2021年のハンガリー経済成長率は7.1%

(ハンガリー)

ブダペスト発

2022年02月21日

ハンガリー中央統計局(KSH)が2月15日に発表した速報(同局プレスリリース外部サイトへ、新しいウィンドウで開きます)によると、2021年第4四半期(10~12月)の実質GDP成長率(速報値、季節調整済み)は、前年同期比で7.1%、前期比では2.1%だった。この結果、2021年通年のハンガリー経済は7.1%の成長となった(添付資料表参照)。

2021年のGDP成長率について、ハンガリー国立銀行は12月の見通しで6.3~6.5%(2021年12月24日記事参照)、財務省も12月末の予測で6.4%としていた。今回発表された7%を超える数字は、予想を大きく上回るものになった。

バルガ・ミハーイ財務相は、同日の記者会見で「ハンガリー経済は30年ぶりの高い年間成長率を達成した」とコメントした。産業部門別の詳細なデータは、3月上旬にKSHから発表される予定だが、バルガ財務相は「2021年は悪天候の影響を受けた農業部門を除き、全ての部門が好調だった」と評価した。

KSHが別途発表したレポートでは、世界的な部品不足にもかかわらず、2021年のハンガリーの工業生産高は前年比9.6%増加し、建設部門は13.3%の増加だった(建設部門は12月単月で前年同月比29.0%増)。ただし、比較対象の2020年は、新型コロナウイルス感染拡大の影響による経済活動の停滞が顕著だったため、2021年の対前年増加率が高くなっていることを考慮する必要がある。

「本日発表された実質GDP成長率の数字は、減税や、家計・企業への支援、投資奨励に基づく危機対応が功を奏していることを示している」と政策の効果を強調した上で、バルガ財務相は「2021年の高成長により、ハンガリー経済は現在、新型コロナウイルスのパンデミック以前を3.4%上回る水準まで回復している」と述べた。また、優れた経済パフォーマンスの要因として、ハンガリーのGDPに占める企業の設備投資などの投資割合(28%)の高さや工業生産の伸び、雇用者数の多さ(470万人、全人口の48%)を挙げている。

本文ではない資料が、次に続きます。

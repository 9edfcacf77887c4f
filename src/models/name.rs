// SPDX-License-Identifier: AGPL-3.0-or-later
// Copyright (C) 2012-2025 Andrei Maltsev

use std::{cmp::Ordering, fmt, str::FromStr};

use bytes::{Bytes, BytesMut};

use crate::models::tlv::{
    self, DecodeError, nonneg_integer_len, read_element, read_nonneg_integer, tlv_len,
    typ, write_nonneg_integer, write_tlv,
};

pub const DIGEST_SIZE: usize = 32;

/// One name component.
///
/// Canonical subtypes: opaque generic bytes, a non-negative segment number
/// (minimum-length big-endian on the wire) and an implicit SHA-256 digest of
/// a full Data wire image.
#[derive(Clone, PartialEq, Eq, Hash)]
pub enum Component {
    Generic(Bytes),
    Segment(u64),
    ImplicitDigest([u8; DIGEST_SIZE]),
}

impl Component {
    pub fn generic(bytes: impl Into<Bytes>) -> Self {
        Component::Generic(bytes.into())
    }

    pub const fn segment(seg: u64) -> Self {
        Component::Segment(seg)
    }

    pub const fn implicit_digest(digest: [u8; DIGEST_SIZE]) -> Self {
        Component::ImplicitDigest(digest)
    }

    pub fn as_segment(&self) -> Option<u64> {
        match self {
            Component::Segment(seg) => Some(*seg),
            _ => None,
        }
    }

    pub fn as_implicit_digest(&self) -> Option<&[u8; DIGEST_SIZE]> {
        match self {
            Component::ImplicitDigest(digest) => Some(digest),
            _ => None,
        }
    }

    fn wire_type(&self) -> u64 {
        match self {
            Component::Generic(_) => typ::GENERIC_COMPONENT,
            Component::Segment(_) => typ::SEGMENT_COMPONENT,
            Component::ImplicitDigest(_) => typ::IMPLICIT_SHA256_DIGEST_COMPONENT,
        }
    }

    fn value_len(&self) -> usize {
        match self {
            Component::Generic(bytes) => bytes.len(),
            Component::Segment(seg) => nonneg_integer_len(*seg),
            Component::ImplicitDigest(_) => DIGEST_SIZE,
        }
    }

    pub fn encoded_len(&self) -> usize {
        tlv_len(self.wire_type(), self.value_len())
    }

    pub fn encode(&self, buf: &mut BytesMut) {
        match self {
            Component::Generic(bytes) => write_tlv(buf, typ::GENERIC_COMPONENT, bytes),
            Component::Segment(seg) => {
                let mut value = BytesMut::with_capacity(8);
                write_nonneg_integer(&mut value, *seg);
                write_tlv(buf, typ::SEGMENT_COMPONENT, &value);
            },
            Component::ImplicitDigest(digest) => {
                write_tlv(buf, typ::IMPLICIT_SHA256_DIGEST_COMPONENT, digest);
            },
        }
    }

    pub fn decode(wire_type: u64, value: &[u8]) -> Result<Self, DecodeError> {
        match wire_type {
            typ::GENERIC_COMPONENT => {
                Ok(Component::Generic(Bytes::copy_from_slice(value)))
            },
            typ::SEGMENT_COMPONENT => Ok(Component::Segment(read_nonneg_integer(value)?)),
            typ::IMPLICIT_SHA256_DIGEST_COMPONENT => {
                if value.len() != DIGEST_SIZE {
                    return Err(DecodeError::BadLength {
                        typ: wire_type,
                        len: value.len(),
                    });
                }
                let mut digest = [0u8; DIGEST_SIZE];
                digest.copy_from_slice(value);
                Ok(Component::ImplicitDigest(digest))
            },
            other => Err(DecodeError::UnexpectedType {
                expected: typ::GENERIC_COMPONENT,
                got: other,
            }),
        }
    }

    fn value_bytes(&self) -> Vec<u8> {
        match self {
            Component::Generic(bytes) => bytes.to_vec(),
            Component::Segment(seg) => {
                let mut buf = BytesMut::with_capacity(8);
                write_nonneg_integer(&mut buf, *seg);
                buf.to_vec()
            },
            Component::ImplicitDigest(digest) => digest.to_vec(),
        }
    }
}

// Canonical NDN component order: numeric type first, then value length,
// then value bytes.
impl Ord for Component {
    fn cmp(&self, other: &Self) -> Ordering {
        self.wire_type()
            .cmp(&other.wire_type())
            .then_with(|| self.value_len().cmp(&other.value_len()))
            .then_with(|| self.value_bytes().cmp(&other.value_bytes()))
    }
}

impl PartialOrd for Component {
    fn partial_cmp(&self, other: &Self) -> Option<Ordering> {
        Some(self.cmp(other))
    }
}

impl fmt::Debug for Component {
    fn fmt(&self, f: &mut fmt::Formatter<'_>) -> fmt::Result {
        match self {
            Component::Generic(bytes) => {
                write!(f, "{}", String::from_utf8_lossy(bytes))
            },
            Component::Segment(seg) => write!(f, "seg={seg}"),
            Component::ImplicitDigest(digest) => {
                write!(f, "sha256digest={}", hex::encode(&digest[..8]))
            },
        }
    }
}

/// Ordered sequence of opaque components.
///
/// `Ord` is the canonical NDN name order: a proper prefix sorts before any
/// of its extensions (`Vec` lexicographic order over canonical components).
#[derive(Clone, PartialEq, Eq, Hash, Default, PartialOrd, Ord)]
pub struct Name {
    components: Vec<Component>,
}

impl Name {
    pub fn new() -> Self {
        Name::default()
    }

    pub fn len(&self) -> usize {
        self.components.len()
    }

    pub fn is_empty(&self) -> bool {
        self.components.is_empty()
    }

    pub fn get(&self, index: usize) -> Option<&Component> {
        self.components.get(index)
    }

    pub fn last(&self) -> Option<&Component> {
        self.components.last()
    }

    pub fn components(&self) -> impl Iterator<Item = &Component> {
        self.components.iter()
    }

    pub fn push(&mut self, component: Component) {
        self.components.push(component);
    }

    #[must_use]
    pub fn appended(mut self, component: Component) -> Self {
        self.push(component);
        self
    }

    /// Appends all components of `suffix`.
    pub fn append(&mut self, suffix: &Name) {
        self.components.extend(suffix.components.iter().cloned());
    }

    pub fn append_segment(&mut self, seg: u64) {
        self.push(Component::Segment(seg));
    }

    #[must_use]
    pub fn with_segment(mut self, seg: u64) -> Self {
        self.append_segment(seg);
        self
    }

    /// Trailing segment number, if the last component is a segment.
    pub fn trailing_segment(&self) -> Option<u64> {
        self.last().and_then(Component::as_segment)
    }

    /// First `n` components as a new name.
    pub fn prefix(&self, n: usize) -> Name {
        Name {
            components: self.components[..n.min(self.components.len())].to_vec(),
        }
    }

    /// All but the last component.
    pub fn parent(&self) -> Name {
        self.prefix(self.len().saturating_sub(1))
    }

    pub fn is_prefix_of(&self, other: &Name) -> bool {
        other.components.len() >= self.components.len()
            && self
                .components
                .iter()
                .zip(other.components.iter())
                .all(|(a, b)| a == b)
    }

    pub fn encoded_len(&self) -> usize {
        let inner: usize = self.components.iter().map(Component::encoded_len).sum();
        tlv_len(typ::NAME, inner)
    }

    pub fn encode(&self, buf: &mut BytesMut) {
        let mut inner = BytesMut::new();
        for component in &self.components {
            component.encode(&mut inner);
        }
        write_tlv(buf, typ::NAME, &inner);
    }

    pub fn to_wire(&self) -> Bytes {
        let mut buf = BytesMut::with_capacity(self.encoded_len());
        self.encode(&mut buf);
        buf.freeze()
    }

    /// Decodes the value of a Name TLV element.
    pub fn decode_value(mut value: &[u8]) -> Result<Self, DecodeError> {
        let mut components = Vec::new();
        while !value.is_empty() {
            let (wire_type, component_value) = read_element(&mut value)?;
            components.push(Component::decode(wire_type, component_value)?);
        }
        Ok(Name { components })
    }

    /// Decodes a full Name TLV (type + length + value), advancing the input.
    pub fn decode(input: &mut &[u8]) -> Result<Self, DecodeError> {
        let value = tlv::expect_element(input, typ::NAME)?;
        Name::decode_value(value)
    }
}

impl FromStr for Name {
    type Err = DecodeError;

    /// Parses a `/`-delimited URI-ish string into generic components.
    fn from_str(s: &str) -> Result<Self, Self::Err> {
        let mut name = Name::new();
        for part in s.split('/').filter(|p| !p.is_empty()) {
            name.push(Component::generic(part.as_bytes().to_vec()));
        }
        Ok(name)
    }
}

impl fmt::Display for Name {
    fn fmt(&self, f: &mut fmt::Formatter<'_>) -> fmt::Result {
        if self.components.is_empty() {
            return write!(f, "/");
        }
        for component in &self.components {
            write!(f, "/{component:?}")?;
        }
        Ok(())
    }
}

impl fmt::Debug for Name {
    fn fmt(&self, f: &mut fmt::Formatter<'_>) -> fmt::Result {
        fmt::Display::fmt(self, f)
    }
}
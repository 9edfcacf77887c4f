// SPDX-License-Identifier: AGPL-3.0-or-later
// Copyright (C) 2012-2025 Andrei Maltsev

use std::{collections::BTreeMap, time::Duration};

use bytes::BytesMut;

use crate::models::{
    data::{ContentType, Data},
    name::{Component, DIGEST_SIZE, Name},
    tlv::{DecodeError, read_element, typ, write_tlv},
};

/// On-wire estimate reserved for the key locator of a signed manifest.
pub const KEY_LOCATOR_SIZE_ESTIMATE: usize = 256;

/// A manifest: catalogue of `(segment, implicit digest)` pairs plus
/// free-form key/value headers, carried as the content of a Data packet
/// with `ContentType::Manifest`.
///
/// Wire layout of the content:
///
/// ```text
/// Catalogue?  TLV { Name* }        each name: segment component || digest component
/// KeyValuePair* TLV { "key=value" }  emitted in sorted key order
/// ```
#[derive(Clone, PartialEq, Eq, Debug)]
pub struct Manifest {
    name: Name,
    final_block: Option<Component>,
    catalogue: Vec<Name>,
    key_values: BTreeMap<String, String>,
}

impl Manifest {
    pub fn new(name: Name) -> Self {
        Manifest {
            name,
            final_block: None,
            catalogue: Vec::new(),
            key_values: BTreeMap::new(),
        }
    }

    pub fn name(&self) -> &Name {
        &self.name
    }

    pub fn final_block(&self) -> Option<&Component> {
        self.final_block.as_ref()
    }

    pub fn set_final_block(&mut self, component: Component) {
        self.final_block = Some(component);
    }

    /// Number of catalogued segments.
    pub fn len(&self) -> usize {
        self.catalogue.len()
    }

    pub fn is_empty(&self) -> bool {
        self.catalogue.is_empty()
    }

    pub fn catalogue(&self) -> impl Iterator<Item = &Name> {
        self.catalogue.iter()
    }

    /// Appends one `(segment, digest)` entry.
    pub fn push_entry(&mut self, segment: u64, digest: [u8; DIGEST_SIZE]) {
        let entry = Name::new()
            .with_segment(segment)
            .appended(Component::implicit_digest(digest));
        self.catalogue.push(entry);
    }

    /// Catalogued digest for a segment number, if present.
    pub fn digest_for_segment(&self, segment: u64) -> Option<[u8; DIGEST_SIZE]> {
        self.catalogue.iter().find_map(|entry| {
            let len = entry.len();
            if len < 2 || entry.get(len - 2)?.as_segment()? != segment {
                return None;
            }
            entry.get(len - 1)?.as_implicit_digest().copied()
        })
    }

    /// Whether a data packet's trailing segment and wire digest both match a
    /// catalogue entry.
    pub fn verifies(&self, data: &Data) -> bool {
        let Some(segment) = data.trailing_segment() else {
            return false;
        };
        match self.digest_for_segment(segment) {
            Some(digest) => digest == data.wire_digest(),
            None => false,
        }
    }

    pub fn insert_key_value(&mut self, key: impl Into<String>, value: impl Into<String>) {
        self.key_values.insert(key.into(), value.into());
    }

    pub fn value_by_key(&self, key: &str) -> Option<&str> {
        self.key_values.get(key).map(String::as_str)
    }

    pub fn remove_key(&mut self, key: &str) -> Option<String> {
        self.key_values.remove(key)
    }

    /// Rough wire footprint used by the producer to decide when to start a
    /// new manifest: own name, catalogue entries, reserved key locator.
    pub fn estimated_size(&self) -> usize {
        let catalogue: usize = self.catalogue.iter().map(Name::encoded_len).sum();
        self.name.encoded_len() + catalogue + KEY_LOCATOR_SIZE_ESTIMATE
    }

    pub fn encode_content(&self) -> BytesMut {
        let mut content = BytesMut::new();
        if !self.catalogue.is_empty() {
            let mut inner = BytesMut::new();
            for entry in &self.catalogue {
                entry.encode(&mut inner);
            }
            write_tlv(&mut content, typ::MANIFEST_CATALOGUE, &inner);
        }
        for (key, value) in &self.key_values {
            let pair = format!("{key}={value}");
            write_tlv(&mut content, typ::KEY_VALUE_PAIR, pair.as_bytes());
        }
        content
    }

    /// Renders this manifest as an unsigned Data packet.
    pub fn into_data(self, freshness: Duration) -> Data {
        let content = self.encode_content().freeze();
        let mut data = Data::new(self.name);
        data.content_type = ContentType::Manifest;
        data.freshness = freshness;
        data.final_block = self.final_block;
        data.content = content;
        data
    }

    /// Reads the catalogue and key/value headers back out of a Data packet.
    ///
    /// Unknown elements are skipped; key/value entries without a `=` or with
    /// an empty side are skipped.
    pub fn from_data(data: &Data) -> Result<Self, DecodeError> {
        if data.content_type != ContentType::Manifest {
            return Err(DecodeError::Invalid("content type is not Manifest"));
        }

        let mut manifest = Manifest::new(data.name.clone());
        manifest.final_block = data.final_block.clone();

        let mut content: &[u8] = &data.content;
        while !content.is_empty() {
            let (element_type, value) = read_element(&mut content)?;
            match element_type {
                typ::MANIFEST_CATALOGUE => {
                    let mut inner = value;
                    while !inner.is_empty() {
                        manifest.catalogue.push(Name::decode(&mut inner)?);
                    }
                },
                typ::KEY_VALUE_PAIR => {
                    if let Some((key, value)) = parse_key_value(value) {
                        manifest.key_values.insert(key, value);
                    }
                },
                _ => {},
            }
        }
        Ok(manifest)
    }
}

pub(crate) fn parse_key_value(raw: &[u8]) -> Option<(String, String)> {
    let text = std::str::from_utf8(raw).ok()?;
    let (key, value) = text.split_once('=')?;
    if key.is_empty() || value.is_empty() {
        return None;
    }
    Some((key.to_string(), value.to_string()))
}
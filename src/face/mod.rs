// SPDX-License-Identifier: AGPL-3.0-or-later
// Copyright (C) 2012-2025 Andrei Maltsev

pub mod mem;

use anyhow::Result;
use tokio::sync::mpsc;

use crate::models::{data::Data, interest::Interest, name::Name};

/// Identifies one expressed, not-yet-satisfied request at the face.
pub type PendingId = u64;

/// Outcome of one expressed request, delivered on the reply channel that was
/// handed to [`Face::express_interest`].
///
/// Exactly one event is delivered per expression: the matching response or a
/// lifetime expiry. Removal via [`Face::remove_pending_interest`] delivers
/// nothing.
#[derive(Debug)]
pub enum FaceEvent {
    Data { interest: Interest, data: Data },
    Timeout { interest: Interest },
}

/// Channel on which a consumer-side loop receives its [`FaceEvent`]s.
pub type EventSender = mpsc::UnboundedSender<FaceEvent>;
pub type EventReceiver = mpsc::UnboundedReceiver<FaceEvent>;

/// Channel on which a producer-side listener receives incoming requests.
pub type InterestSender = mpsc::UnboundedSender<Interest>;
pub type InterestReceiver = mpsc::UnboundedReceiver<Interest>;

/// The packet transport underneath both contexts.
///
/// The core never reaches for a process-global face; whoever constructs a
/// context passes one in. All event delivery is channel-based so state
/// machine transitions stay on their owning task.
pub trait Face: Send + Sync + 'static {
    /// Forwards a request. The matching response or a timeout is delivered
    /// to `reply` exactly once.
    fn express_interest(&self, interest: Interest, reply: EventSender)
    -> Result<PendingId>;

    /// Withdraws one pending request; its reply channel sees no event.
    fn remove_pending_interest(&self, id: PendingId);

    /// Withdraws every pending request of this face handle.
    fn remove_all_pending_interests(&self);

    /// Registers a prefix filter; incoming requests under `prefix` are
    /// forwarded to `incoming`. Errors surface registration failure
    /// synchronously.
    fn register_prefix(&self, prefix: Name, incoming: InterestSender) -> Result<()>;

    /// Emits a response packet toward whoever requested it.
    fn put(&self, data: Data) -> Result<()>;
}

/// Whether `data` satisfies `interest` at the transport level: name match
/// (digest-pinned names compare the wire digest), plus the exclude filter
/// applied to the first component past the request name (the implicit
/// digest when the names are equal).
pub fn interest_matches(interest: &Interest, data: &Data) -> bool {
    let data_name = interest.data_name();
    if !data_name.is_prefix_of(&data.name) {
        return false;
    }

    if let Some(pinned) = interest.pinned_digest() {
        return data.wire_digest() == *pinned;
    }

    if !interest.exclude.is_empty() {
        if data.name.len() == data_name.len() {
            if interest.excludes_digest(&data.wire_digest()) {
                return false;
            }
        } else if let Some(next) = data.name.get(data_name.len())
            && interest.exclude.contains(next)
        {
            return false;
        }
    }

    true
}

2022年2月に実施の家族税還付(注1)や13カ月目の年金(注2)、月額最低賃金の前年比19%引き上げ(2021年11月22日記事参照)、25歳未満の個人所得税の免除措置(2021年1月22日記事参照)などの政策は、2022年の消費を押し上げることが期待される。しかし、これまでの2022年の経済成長見通しは、例えばハンガリー国立銀行が2021年12月時点で4.0~5.0%と予測するなど、2021年に比べ控えめなものとなっている。バルガ財務相は今回の会見で、2022年の経済成長率を5.9%と見込んでいるとした。

(注1)新型コロナ禍の影響緩和のための経済対策として、20歳未満でかつ就学中の子供のいる世帯に対し2021年に支払った個人所得税の全額または一部を還付する。還付される割合は所得と子供の人数により異なる。

(注2)老齢年金や障害年金などの受給者に対し、1カ月分の年金額に相当する金額が追加で支払われる。過去に存在した福祉制度で、2020年4月から政府が復活を検討し、今回実施にこぎつけた。